- _Instructions to follow_
Match on the string "host" in the entries below and return every matching line.

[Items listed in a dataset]
/// One pointer sample forwarded by the host.
#[derive(Debug, Clone, Copy, PartialEq, Serialize, Deserialize)]
pub struct PointerInput {
    pub pointer_id: u32,
    pub kind: PointerKind,
    pub button: PointerButton,
    pub position: Point,
}

impl PointerInput {
    /// Primary-button mouse sample.
    #[must_use]
    pub const fn mouse(pointer_id: u32, position: Point) -> Self {
        Self {
            pointer_id,
            kind: PointerKind::Mouse,
            button: PointerButton::Primary,
            position,
        }
    }

    /// Touch sample.
    #[must_use]
    pub const fn touch(pointer_id: u32, position: Point) -> Self {
        Self {
            pointer_id,
            kind: PointerKind::Touch,
            button: PointerButton::Primary,
            position,
        }
    }

    #[must_use]
    pub const fn with_button(mut self, button: PointerButton) -> Self {
        self.button = button;
        self
    }
}

/// What the host resolved under a pointer-down.
#[derive(Debug, Clone, PartialEq, Eq, Default)]
pub struct PointerTarget {
    /// Item containing the event target, if any.
    pub item: Option<ItemId>,
    /// True when the target is an interactive control (button, link,
    /// input, editable region...). Presses on those never start a drag.
    pub interactive: bool,
}

impl PointerTarget {
    #[must_use]
    pub fn item(id: ItemId) -> Self {
        Self {
            item: Some(id),
            interactive: false,
        }
    }

    #[must_use]
    pub fn interactive(mut self) -> Self {
        self.interactive = true;
        self
    }
}

/// Coarse lifecycle phase.
#[derive(Debug, Clone, Copy, PartialEq, Eq, Serialize, Deserialize)]
#[serde(rename_all = "snake_case")]
pub enum DragPhase {
    Idle,
    Armed,
    Dragging,
}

- _Exercise solution_
/// One pointer sample forwarded by the host.
/// What the host resolved under a pointer-down.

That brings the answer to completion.